Undocumented youth, who decide to pursue higher education for a higher-paying career, tend to hide their status from their school friends and advisors. “Some of them are hiding their status because they are also trying to protect their whole family,” Thanu says. They constantly worry about being able to afford college for all four years, in secret. Their college experience consists of balancing full-time jobs and their heavy school load.

“Undocumented students are often put in the position to work multiple jobs to put themselves through school,” Thanu continues. “I know one person who worked at a bodega all night in order to pay tuition to go through Hunter College. Also, you are creating a whole community of people who are extremely tired because they are working to try and provide and be on top of their school work.”

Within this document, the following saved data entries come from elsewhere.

//! Claimed, address-bound access to an I2C bus.
//!
//! A [`Controller`] hands out [`Transport`] handles, each bound to one 7-bit
//! address. Claims are either exclusive or shared; an exclusive claim on an
//! address that is already held fails fast with [`OpenError::AddressInUse`].
//! The claim is released when the handle is dropped.
//!
//! [`I2cController`] provides this on top of any `embedded-hal` bus.

use core::cell::RefCell;
use core::fmt;

use embedded_hal::i2c::{self, I2c};
use log::trace;

/// Number of 7-bit addresses.
pub const ADDRESS_COUNT: usize = 128;

#[derive(Debug, Copy, Clone, PartialEq, Eq, Default)]
pub enum BusSpeed {
    /// 100 kHz
    Standard,
    /// 400 kHz
    #[default]
    Fast,
}

impl BusSpeed {
    pub fn hz(&self) -> u32 {
        match *self {
            BusSpeed::Standard => 100_000,
            BusSpeed::Fast => 400_000,
        }
    }
}

#[derive(Debug, Copy, Clone, PartialEq, Eq)]
pub enum SharingMode {
    /// No other handle may hold the address at the same time.
    Exclusive,
    /// Other shared handles may hold the address too.
    Shared,
}

#[derive(Debug, Copy, Clone, PartialEq, Eq)]
pub enum OpenError {
    /// The platform has no I2C bus controller.
    NoController,
    /// The address is held by a claim incompatible with the one requested.
    AddressInUse(u8),
    /// Not a 7-bit address.
    InvalidAddress(u8),
}

impl fmt::Display for OpenError {
    fn fmt(&self, f: &mut fmt::Formatter) -> fmt::Result {
        match self {
            OpenError::NoController => write!(f, "No I2C controller found"),
            OpenError::AddressInUse(addr) => write!(f, "Address 0x{:02X} is in use", addr),
            OpenError::InvalidAddress(addr) => write!(f, "Invalid 7-bit address 0x{:02X}", addr),
        }
    }
}

/// Blocking byte transfers against one claimed address.
pub trait Transport {
    type Error: i2c::Error;

    fn address(&self) -> u8;
    fn bus_speed(&self) -> BusSpeed;

    fn write(&mut self, bytes: &[u8]) -> Result<(), Self::Error>;

    /// Reads into `buffer` and returns how many bytes the device supplied.
    /// Transports that cannot tell a short read from a full one return
    /// `buffer.len()`.
    fn read(&mut self, buffer: &mut [u8]) -> Result<usize, Self::Error>;

    fn write_read(&mut self, bytes: &[u8], buffer: &mut [u8]) -> Result<(), Self::Error>;
}

/// Claim capability of a bus controller.
pub trait Controller {
    type Transport<'a>: Transport
    where
        Self: 'a;

    fn open(
        &self,
        address: u8,
        sharing: SharingMode,
        speed: BusSpeed,
    ) -> Result<Self::Transport<'_>, OpenError>;
}

#[derive(Debug, Copy, Clone, PartialEq, Eq)]
enum Claim {
    Free,
    Shared(usize),
    Exclusive,
}

/// Claim-tracking controller over an `embedded-hal` I2C bus.
///
/// The bus is shared through a `RefCell`, so handles must stay on the thread
/// that owns the controller.
pub struct I2cController<I2C> {
    bus: RefCell<I2C>,
    claims: RefCell<[Claim; ADDRESS_COUNT]>,
}

impl<I2C> I2cController<I2C> {
    pub fn new(bus: I2C) -> Self {
        Self {
            bus: RefCell::new(bus),
            claims: RefCell::new([Claim::Free; ADDRESS_COUNT]),
        }
    }

    /// Release the bus and consume self. Only possible once every handle is gone.
    pub fn free(self) -> I2C {
        self.bus.into_inner()
    }

    pub fn is_claimed(&self, address: u8) -> bool {
        self.claims
            .borrow()
            .get(usize::from(address))
            .map_or(false, |claim| *claim != Claim::Free)
    }

    fn release(&self, address: u8) {
        let mut claims = self.claims.borrow_mut();
        if let Some(claim) = claims.get_mut(usize::from(address)) {
            *claim = match *claim {
                Claim::Shared(n) if n > 1 => Claim::Shared(n - 1),
                _ => Claim::Free,
            };
            trace!("i2c: released 0x{:02X}", address);
        }
    }
}

impl<I2C: I2c> Controller for I2cController<I2C> {
    type Transport<'a> = I2cDevice<'a, I2C> where Self: 'a;

    fn open(
        &self,
        address: u8,
        sharing: SharingMode,
        speed: BusSpeed,
    ) -> Result<I2cDevice<'_, I2C>, OpenError> {
        let mut claims = self.claims.borrow_mut();
        let claim = claims
            .get_mut(usize::from(address))
            .ok_or(OpenError::InvalidAddress(address))?;

        *claim = match (*claim, sharing) {
            (Claim::Free, SharingMode::Exclusive) => Claim::Exclusive,
            (Claim::Free, SharingMode::Shared) => Claim::Shared(1),
            (Claim::Shared(n), SharingMode::Shared) => Claim::Shared(n + 1),
            _ => return Err(OpenError::AddressInUse(address)),
        };
        trace!("i2c: claimed 0x{:02X} ({:?}, {} Hz)", address, sharing, speed.hz());

        Ok(I2cDevice {
            controller: self,
            address,
            sharing,
            speed,
        })
    }
}

/// A claimed address on an [`I2cController`].
pub struct I2cDevice<'a, I2C> {
    controller: &'a I2cController<I2C>,
    address: u8,
    sharing: SharingMode,
    speed: BusSpeed,
}

impl<I2C> I2cDevice<'_, I2C> {
    pub fn sharing(&self) -> SharingMode {
        self.sharing
    }
}

impl<I2C: I2c> Transport for I2cDevice<'_, I2C> {
    type Error = I2C::Error;

    fn address(&self) -> u8 {
        self.address
    }

    fn bus_speed(&self) -> BusSpeed {
        self.speed
    }

    fn write(&mut self, bytes: &[u8]) -> Result<(), I2C::Error> {
        self.controller.bus.borrow_mut().write(self.address, bytes)
    }

    fn read(&mut self, buffer: &mut [u8]) -> Result<usize, I2C::Error> {
        self.controller.bus.borrow_mut().read(self.address, buffer)?;
        Ok(buffer.len())
    }

    fn write_read(&mut self, bytes: &[u8], buffer: &mut [u8]) -> Result<(), I2C::Error> {
        self.controller
            .bus
            .borrow_mut()
            .write_read(self.address, bytes, buffer)
    }
}

impl<I2C> Drop for I2cDevice<'_, I2C> {
    fn drop(&mut self) {
        self.controller.release(self.address);
    }
}

#[cfg(test)]
mod tests {
    use super::*;
    use embedded_hal::i2c::ErrorKind;
    use embedded_hal_mock::eh1::i2c::{Mock as I2cMock, Transaction as I2cTransaction};

    const NO_TRANSACTIONS: [I2cTransaction; 0] = [];

    #[test]
    fn exclusive_claim_refuses_second_claim() {
        let mut i2c = I2cMock::new(&NO_TRANSACTIONS);
        let controller = I2cController::new(i2c.clone());

        let first = controller
            .open(0x40, SharingMode::Exclusive, BusSpeed::Fast)
            .unwrap();
        assert!(controller.is_claimed(0x40));
        assert_eq!(
            controller.open(0x40, SharingMode::Exclusive, BusSpeed::Fast).err(),
            Some(OpenError::AddressInUse(0x40))
        );
        assert_eq!(
            controller.open(0x40, SharingMode::Shared, BusSpeed::Fast).err(),
            Some(OpenError::AddressInUse(0x40))
        );

        // other addresses are unaffected
        assert!(controller.open(0x41, SharingMode::Exclusive, BusSpeed::Fast).is_ok());

        drop(first);
        assert!(!controller.is_claimed(0x40));
        assert!(controller.open(0x40, SharingMode::Exclusive, BusSpeed::Fast).is_ok());

        i2c.done();
    }

    #[test]
    fn shared_claims_stack() {
        let mut i2c = I2cMock::new(&NO_TRANSACTIONS);
        let controller = I2cController::new(i2c.clone());

        let a = controller.open(0x40, SharingMode::Shared, BusSpeed::Standard).unwrap();
        let b = controller.open(0x40, SharingMode::Shared, BusSpeed::Standard).unwrap();
        assert_eq!(a.bus_speed().hz(), 100_000);
        assert_eq!(b.sharing(), SharingMode::Shared);
        assert!(controller.open(0x40, SharingMode::Exclusive, BusSpeed::Fast).is_err());

        drop(a);
        assert!(controller.is_claimed(0x40));
        assert!(controller.open(0x40, SharingMode::Exclusive, BusSpeed::Fast).is_err());
        drop(b);
        assert!(!controller.is_claimed(0x40));

        i2c.done();
    }

    #[test]
    fn rejects_ten_bit_address() {
        let mut i2c = I2cMock::new(&NO_TRANSACTIONS);
        let controller = I2cController::new(i2c.clone());
        assert_eq!(
            controller.open(0x80, SharingMode::Exclusive, BusSpeed::Fast).err(),
            Some(OpenError::InvalidAddress(0x80))
        );
        assert!(!controller.is_claimed(0x80));
        i2c.done();
    }

    #[test]
    fn device_transfers_use_claimed_address() {
        let expectations = [
            I2cTransaction::write(0x40, vec![0x00, 0x10]),
            I2cTransaction::write_read(0x40, vec![0xFE], vec![0x79]),
            I2cTransaction::read(0x40, vec![0xAB]),
            I2cTransaction::read(0x40, vec![0x00]).with_error(ErrorKind::Other),
        ];
        let mut i2c = I2cMock::new(&expectations);
        let controller = I2cController::new(i2c.clone());

        {
            let mut dev = controller.open(0x40, SharingMode::Exclusive, BusSpeed::Fast).unwrap();
            assert_eq!(dev.address(), 0x40);
            dev.write(&[0x00, 0x10]).unwrap();

            let mut buf = [0u8; 1];
            dev.write_read(&[0xFE], &mut buf).unwrap();
            assert_eq!(buf, [0x79]);

            assert_eq!(dev.read(&mut buf).unwrap(), 1);
            assert_eq!(buf, [0xAB]);

            assert_eq!(dev.read(&mut buf), Err(ErrorKind::Other));
        }

        drop(controller);
        i2c.done();
    }
}
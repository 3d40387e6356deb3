use core::fmt;

use log::{debug, info};

use crate::transport::{BusSpeed, Controller, OpenError, SharingMode, Transport, ADDRESS_COUNT};

/// What a probe found at one address.
#[derive(Debug, Copy, Clone, PartialEq, Eq)]
pub enum ScanStatus {
    /// The probe read was not acknowledged.
    NoDeviceFound,
    Responding,
    /// The probe read completed without supplying data. Only transports that
    /// report short reads produce this.
    NoResponse,
    /// Another owner holds the address.
    AlreadyInUse,
}

impl ScanStatus {
    pub fn is_present(&self) -> bool {
        *self != ScanStatus::NoDeviceFound
    }
}

impl fmt::Display for ScanStatus {
    fn fmt(&self, f: &mut fmt::Formatter) -> fmt::Result {
        match self {
            ScanStatus::NoDeviceFound => write!(f, "No device found."),
            ScanStatus::Responding => write!(f, "Found - Responding."),
            ScanStatus::NoResponse => write!(f, "Found - No response."),
            ScanStatus::AlreadyInUse => write!(f, "Found - Already in use."),
        }
    }
}

/// One status per 7-bit address, in ascending address order.
#[derive(Debug, Clone, PartialEq, Eq)]
pub struct ScanResults {
    statuses: [ScanStatus; ADDRESS_COUNT],
}

impl ScanResults {
    pub fn get(&self, address: u8) -> Option<ScanStatus> {
        self.statuses.get(usize::from(address)).copied()
    }

    pub fn len(&self) -> usize {
        self.statuses.len()
    }

    pub fn is_empty(&self) -> bool {
        self.statuses.is_empty()
    }

    pub fn iter(&self) -> impl Iterator<Item = (u8, ScanStatus)> + '_ {
        // ADDRESS_COUNT entries, so every index fits in a u8
        (0..=u8::MAX).zip(self.statuses.iter().copied())
    }

    /// Addresses that answered the probe.
    pub fn responding(&self) -> impl Iterator<Item = u8> + '_ {
        self.iter()
            .filter(|(_, status)| *status == ScanStatus::Responding)
            .map(|(address, _)| address)
    }
}

impl fmt::Display for ScanResults {
    fn fmt(&self, f: &mut fmt::Formatter) -> fmt::Result {
        for (address, status) in self.iter() {
            writeln!(f, "Device: 0x{:02X} - {}", address, status)?;
        }
        Ok(())
    }
}

/// Presence scan of every 7-bit address on a bus.
///
/// Each address is claimed exclusively for the duration of its probe, so the
/// scan runs strictly one address at a time.
pub struct BusScanner<'a, C> {
    controller: &'a C,
    speed: BusSpeed,
}

impl<'a, C: Controller> BusScanner<'a, C> {
    pub fn new(controller: &'a C) -> Self {
        Self {
            controller,
            speed: BusSpeed::Fast,
        }
    }

    pub fn with_speed(mut self, speed: BusSpeed) -> Self {
        self.speed = speed;
        self
    }

    /// Classifies one address. Fails only when there is no bus controller.
    pub fn probe(&self, address: u8) -> Result<ScanStatus, OpenError> {
        let status = match self.controller.open(address, SharingMode::Exclusive, self.speed) {
            Ok(mut transport) => {
                let mut buffer = [0u8; 1];
                match transport.read(&mut buffer) {
                    Ok(0) => ScanStatus::NoResponse,
                    Ok(_) => ScanStatus::Responding,
                    Err(_) => ScanStatus::NoDeviceFound,
                }
            }
            Err(OpenError::AddressInUse(_)) => ScanStatus::AlreadyInUse,
            Err(err) => return Err(err),
        };
        debug!("scan: 0x{:02X} {}", address, status);
        Ok(status)
    }

    /// Probes addresses 0x00 through 0x7F in order.
    pub fn scan_for_devices(&self) -> Result<ScanResults, OpenError> {
        let mut statuses = [ScanStatus::NoDeviceFound; ADDRESS_COUNT];
        for (address, status) in (0..=u8::MAX).zip(statuses.iter_mut()) {
            *status = self.probe(address)?;
        }

        let results = ScanResults { statuses };
        info!(
            "scan: {} of {} addresses occupied",
            results.iter().filter(|(_, status)| status.is_present()).count(),
            results.len()
        );
        Ok(results)
    }
}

These students are not only exhausted, physically and mentally, but their anxiety level is significantly higher than the norm population. According to the recent UCLA study, their anxiety scores were above the clinical cut off level: “Undocumented undergraduates reported significantly elevated levels of anxiety. 28.5% of male and 36.7% of female participants’ anxiety scores were above a clinical cut off level (in contrast to 4% and 9% of a norm population).”

Affordable Education: A Given Right?

Maybe there are some fortunate ones, who receive full or enough aid through private scholarships. But for most students, they have to either work full-time and give up other aspects of what college has to offer or they have to give up college to support their family.

“It is also a human right to get education,” Thanu said. “All of the young people who want to get education should be able to.”

Because of their other worries like the possibility of getting deported, their parents being torn away, and other financial problems, affordable education becomes a necessary and demanded right. Overall, “there is a need within the higher education community for an on-going dialogue to inform admissions and outreach, financial aid, transition programs, student support services, retention programs, and efforts to assist students with pursuing graduate school or careers. It is a crucial step, not only to ensure the students a future and a certain level of dignity, but also to minimize the black economy and allow second-generation immigrations to participate in the white-collar part of the economy.

References

Teranishi, R., Suárez-Orozco, C., & Suárez-Orozco, M. (2015). In the Shadows of the Ivory Tower: Undocumented Undergraduates and the Liminal State of Immigration Reform. Retrieved 2015.